I have a new client—we’ll call them “Client A”—that recently asked me to improve their conversion rate. There was one problem, though. Client A didn’t have a web analytics package in place to accurately measure their conversion rate. After installing Google Analytics on Client A’s site and configuring a checkout funnel, we found that their cart abandonment rate was a whopping 87% (industry average is about 60%). This is one case where higher-than-average isn’t better.

“Client B”, a long-time client, has a much better cart abandonment rate. We’ve worked for years to improve checkout and get it running as efficiently as possible. After all, Client B doesn’t get as much traffic as Client A, so stellar conversion is a must if they want to make money. Client B’s cart abandonment rate is currently 19%, so their site is getting 80% of their users that reach the shopping cart past the cart and into checkout.

Client A only sent 1 of 10 people through their shopping cart into checkout while Client B was sending 8 of 10 people through.

Knowing this, I can now turn my attention to solving Client A’s cart abandonment problem. We’ll try different page designs and process flows until we achieve Client A’s goal of getting 4 of 10 customers through to checkout, and this will have a huge impact on revenue.

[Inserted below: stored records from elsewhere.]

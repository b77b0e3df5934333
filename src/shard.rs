//! Parallel processing by rider.
//!
//! Each rider's state is independent, so the stream is partitioned by a
//! stable hash of the rider id. Every shard runs its own [`CappingEngine`]
//! over its taps in their original relative order, and results are merged
//! back by input position. No state is shared between workers.

use crate::engine::CappingEngine;
use crate::error::{CappingError, Result};
use crate::policy::CappingPolicy;
use crate::tap::{FareRecord, Tap};
use log::debug;
use std::collections::hash_map::DefaultHasher;
use std::hash::{Hash, Hasher};
use std::num::NonZeroUsize;
use std::thread;

type ShardOutput = std::result::Result<Vec<(usize, FareRecord)>, (usize, CappingError)>;

/// Maps a rider to a shard. Deterministic for a given build.
pub fn shard_for(rider_id: &str, shards: NonZeroUsize) -> usize {
    let mut hasher = DefaultHasher::new();
    rider_id.hash(&mut hasher);
    (hasher.finish() % shards.get() as u64) as usize
}

/// Applies `policy` to `taps` across `shards` worker threads.
///
/// Produces exactly the records the sequential engine would. If any shard
/// fails, the error belonging to the earliest input position is returned,
/// which is the error a sequential run would have stopped at.
pub fn process_sharded(
    taps: &[Tap],
    policy: &CappingPolicy,
    shards: NonZeroUsize,
) -> Result<Vec<FareRecord>> {
    policy.validate()?;

    let mut partitions: Vec<Vec<usize>> = vec![Vec::new(); shards.get()];
    for (idx, tap) in taps.iter().enumerate() {
        partitions[shard_for(&tap.rider_id, shards)].push(idx);
    }

    debug!(
        "Sharding {} taps across {} workers",
        taps.len(),
        shards.get()
    );

    let outputs: Vec<ShardOutput> = thread::scope(|scope| {
        let handles: Vec<_> = partitions
            .iter()
            .filter(|indices| !indices.is_empty())
            .map(|indices| scope.spawn(move || run_shard(taps, indices, policy)))
            .collect();

        handles
            .into_iter()
            .map(|handle| match handle.join() {
                Ok(output) => output,
                Err(panic) => std::panic::resume_unwind(panic),
            })
            .collect()
    });

    let mut merged: Vec<Option<FareRecord>> = vec![None; taps.len()];
    let mut first_error: Option<(usize, CappingError)> = None;

    for output in outputs {
        match output {
            Ok(records) => {
                for (idx, record) in records {
                    merged[idx] = Some(record);
                }
            }
            Err((idx, err)) => {
                if first_error.as_ref().map_or(true, |(first, _)| idx < *first) {
                    first_error = Some((idx, err));
                }
            }
        }
    }

    if let Some((_, err)) = first_error {
        return Err(err);
    }

    // Every index belongs to exactly one successful shard at this point.
    Ok(merged.into_iter().flatten().collect())
}

fn run_shard(taps: &[Tap], indices: &[usize], policy: &CappingPolicy) -> ShardOutput {
    let mut engine = CappingEngine::new(policy.clone()).map_err(|e| (0, e))?;
    let mut records = Vec::with_capacity(indices.len());

    for &idx in indices {
        let record = engine
            .process_tap(taps[idx].clone())
            .map_err(|e| (idx, e))?;
        records.push((idx, record));
    }

    Ok(records)
}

This, in my opinion, is why monitoring cart abandonment is so valuable. Not only will your site generate more revenue per visitor as your shopping cart abandonment rate decreases, but your ad spend also becomes more effective.


8 Nov 2006

Shopping cart abandonment: Does it matter?

An article from Kevin Hillstrom called “Shopping Cart Abandonment” recently asked the question, “Is there anything wrong with a sixty percent shopping cart abandonment rate?”

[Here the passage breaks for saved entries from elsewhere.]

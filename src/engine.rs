//! Core fare-capping engine.
//!
//! Processes taps in chronological order and keeps one sliding window of paid
//! taps per rider. Every tap produces exactly one fare record, in input order.

use crate::error::{CappingError, Result};
use crate::fare::Fare;
use crate::policy::{CappingPolicy, OrderingPolicy};
use crate::tap::{FareRecord, Tap, TapRecord};
use crate::window::RiderWindow;
use chrono::NaiveDateTime;
use csv::{ReaderBuilder, Trim, WriterBuilder};
use log::{debug, info, warn};
use std::collections::HashMap;
use std::io::{Read, Write};
use std::num::NonZeroUsize;

/// Counters describing a run.
#[derive(Debug, Clone, Copy, Default, PartialEq, Eq)]
pub struct CappingStats {
    /// Taps processed.
    pub taps: u64,

    /// Taps charged the base fare.
    pub paid: u64,

    /// Taps that were free because the rider hit the cap.
    pub capped: u64,

    /// Riders currently holding window state.
    pub riders_tracked: usize,

    /// Riders dropped by idle sweeps.
    pub riders_evicted: u64,
}

/// The fare-capping engine.
///
/// Owns the per-rider state store. Input is assumed to be sorted by
/// timestamp; a rider tapping earlier than their previous tap is handled
/// according to the policy's [`OrderingPolicy`].
pub struct CappingEngine {
    policy: CappingPolicy,

    /// Window state indexed by rider id.
    windows: HashMap<String, RiderWindow>,

    stats: CappingStats,

    /// Sweep idle riders every `n` taps, if set.
    idle_sweep_every: Option<NonZeroUsize>,

    /// Latest timestamp seen across all riders.
    stream_time: Option<NaiveDateTime>,
}

impl CappingEngine {
    /// Creates an engine, rejecting an invalid policy before any tap is seen.
    pub fn new(policy: CappingPolicy) -> Result<Self> {
        policy.validate()?;
        Ok(CappingEngine {
            policy,
            windows: HashMap::new(),
            stats: CappingStats::default(),
            idle_sweep_every: None,
            stream_time: None,
        })
    }

    /// Enables dropping riders that have not tapped for a full window,
    /// checked every `every` taps.
    pub fn with_idle_sweep(mut self, every: NonZeroUsize) -> Self {
        self.idle_sweep_every = Some(every);
        self
    }

    /// The policy this engine charges under.
    pub fn policy(&self) -> &CappingPolicy {
        &self.policy
    }

    /// Returns a snapshot of the run counters.
    pub fn stats(&self) -> CappingStats {
        CappingStats {
            riders_tracked: self.windows.len(),
            ..self.stats
        }
    }

    /// Number of paid taps currently counted against a rider's cap.
    pub fn paid_in_window(&self, rider_id: &str) -> usize {
        self.windows
            .get(rider_id)
            .map(|w| w.paid_count())
            .unwrap_or(0)
    }

    /// Processes a single tap and returns its fare record.
    pub fn process_tap(&mut self, tap: Tap) -> Result<FareRecord> {
        let window = self.windows.entry(tap.rider_id.clone()).or_default();

        if let Some(previous) = window.last_tap() {
            if tap.timestamp < previous {
                match self.policy.ordering {
                    OrderingPolicy::Reject => {
                        return Err(CappingError::OutOfOrderInput {
                            rider_id: tap.rider_id,
                            previous,
                            timestamp: tap.timestamp,
                        });
                    }
                    OrderingPolicy::Tolerate => {
                        warn!(
                            "Rider {}: tap at {} is earlier than previous tap {}, charging against its own window",
                            tap.rider_id, tap.timestamp, previous
                        );
                    }
                }
            }
        }

        let window_start = tap
            .timestamp
            .checked_sub_signed(self.policy.window)
            .unwrap_or(NaiveDateTime::MIN);
        window.evict_before(window_start);

        let fare = if window.charge(tap.timestamp, self.policy.cap_limit) {
            self.stats.paid += 1;
            self.policy.base_fare
        } else {
            self.stats.capped += 1;
            Fare::ZERO
        };

        debug!(
            "Rider {} at {}: fare {} ({} paid in window)",
            tap.rider_id,
            tap.timestamp,
            fare,
            window.paid_count()
        );

        self.stats.taps += 1;
        self.stream_time = Some(
            self.stream_time
                .map_or(tap.timestamp, |t| t.max(tap.timestamp)),
        );
        self.maybe_sweep();

        Ok(FareRecord {
            rider_id: tap.rider_id,
            timestamp: tap.timestamp,
            fare,
        })
    }

    /// Processes a whole tap stream, one record per tap in input order.
    pub fn process<I>(&mut self, taps: I) -> Result<Vec<FareRecord>>
    where
        I: IntoIterator<Item = Tap>,
    {
        let taps = taps.into_iter();
        let mut records = Vec::with_capacity(taps.size_hint().0);
        for tap in taps {
            records.push(self.process_tap(tap)?);
        }
        Ok(records)
    }

    /// Streams taps from a CSV reader and writes fare records to `writer`.
    ///
    /// Rows that cannot be read as taps are logged at warn level and skipped.
    /// The header `payee_id,tap_time,fare` is always written.
    pub fn process_csv<R: Read, W: Write>(&mut self, reader: R, writer: W) -> Result<CappingStats> {
        let mut csv_reader = ReaderBuilder::new()
            .trim(Trim::All)
            .flexible(true)
            .from_reader(reader);
        let mut csv_writer = WriterBuilder::new().has_headers(false).from_writer(writer);

        csv_writer.write_record(["payee_id", "tap_time", "fare"])?;

        for (row_idx, result) in csv_reader.deserialize::<TapRecord>().enumerate() {
            let row_num = row_idx + 2; // 1-indexed, accounting for header row

            match result {
                Ok(record) => {
                    if let Some(tap) = record.parse() {
                        let fare_record = self.process_tap(tap)?;
                        csv_writer.serialize(&fare_record)?;
                    } else {
                        warn!("Row {}: Failed to parse tap record", row_num);
                    }
                }
                Err(e) => {
                    warn!("Row {}: CSV parse error: {}", row_num, e);
                }
            }
        }

        csv_writer.flush()?;

        let stats = self.stats();
        info!(
            "Processed {} taps: {} paid, {} capped, {} riders tracked",
            stats.taps, stats.paid, stats.capped, stats.riders_tracked
        );
        Ok(stats)
    }

    /// Drops every rider with no tap, paid or free, in the window ending at
    /// `now`.
    ///
    /// Returns the number of riders removed. Sound only while input stays
    /// sorted; a later tap earlier than `now` would see a fresh window.
    pub fn evict_idle(&mut self, now: NaiveDateTime) -> usize {
        let window = self.policy.window;
        let before = self.windows.len();
        self.windows.retain(|_, w| !w.is_idle_at(now, window));
        let evicted = before - self.windows.len();

        if evicted > 0 {
            debug!("Evicted {} idle riders as of {}", evicted, now);
        }
        self.stats.riders_evicted += evicted as u64;
        evicted
    }

    fn maybe_sweep(&mut self) {
        let (Some(every), Some(now)) = (self.idle_sweep_every, self.stream_time) else {
            return;
        };
        if self.stats.taps % every.get() as u64 == 0 {
            self.evict_idle(now);
        }
    }
}

/// Applies `policy` to a tap stream.
///
/// Convenience wrapper around a fresh [`CappingEngine`].
///
/// # Example
///
/// ```
/// use chrono::NaiveDate;
/// use fare_capping::{process, CappingPolicy, Tap};
///
/// let t = NaiveDate::from_ymd_opt(2023, 9, 1).unwrap().and_hms_opt(8, 0, 0).unwrap();
/// let records = process(vec![Tap::new("r1", t)], &CappingPolicy::default()).unwrap();
/// assert_eq!(records[0].fare.to_string(), "2.90");
/// ```
pub fn process<I>(taps: I, policy: &CappingPolicy) -> Result<Vec<FareRecord>>
where
    I: IntoIterator<Item = Tap>,
{
    CappingEngine::new(policy.clone())?.process(taps)
}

Hillstrom was reacting to a blog post from the Marketing Experiments Blog that concluded that simple page changes could increase conversion rate by decreasing cart abandonment rate.

In his blog post, Hillstrom concluded that “an abandoned shopping cart is a non-issue.”

I couldn’t disagree more.

There are definitely cases where having high shopping cart abandonment is inherent. Having worked in electronics and consulting for a golf retailer that frequently sells products governed by Minimum Advertised Price guidelines, I understand that a customer must place something in the shopping cart to see the actual price of the product.

In all cases, however, you want as many customers as possible to proceed through the shopping cart and into checkout. It’s a natural part of improving your checkout process. So isn’t it at least worth testing different designs and messages to see if you can improve your conversion rate rather than just dismissing abandonment as a non-issue?

Absolutely! It’s a no-brainer. Why? Let’s assume you have a site with 10,000 visitors per month. 25% of shoppers on average place something in their shopping cart, which means that 2,500 shopping carts are created per month. If the industry average—40%— proceed to checkout, then 1,000 people per month enter checkout. Increase the success rate to 45% and 1,125 people per month enter checkout. That’s 125 more chances per month to get a sale!

You can see that even a small decrease in cart abandonment will result in thousands of dollars per year (or more) in incremental revenue. The only cost of getting this incremental revenue is the time it takes for staff to run and analyze one-page shopping cart tests. We’re not talking rocket science here— simply changing the size, placement and color of a button could be a test.

All retailers should run tests to optimize their ecommerce checkout processes. If they don’t they’re leaving lots of money on the table.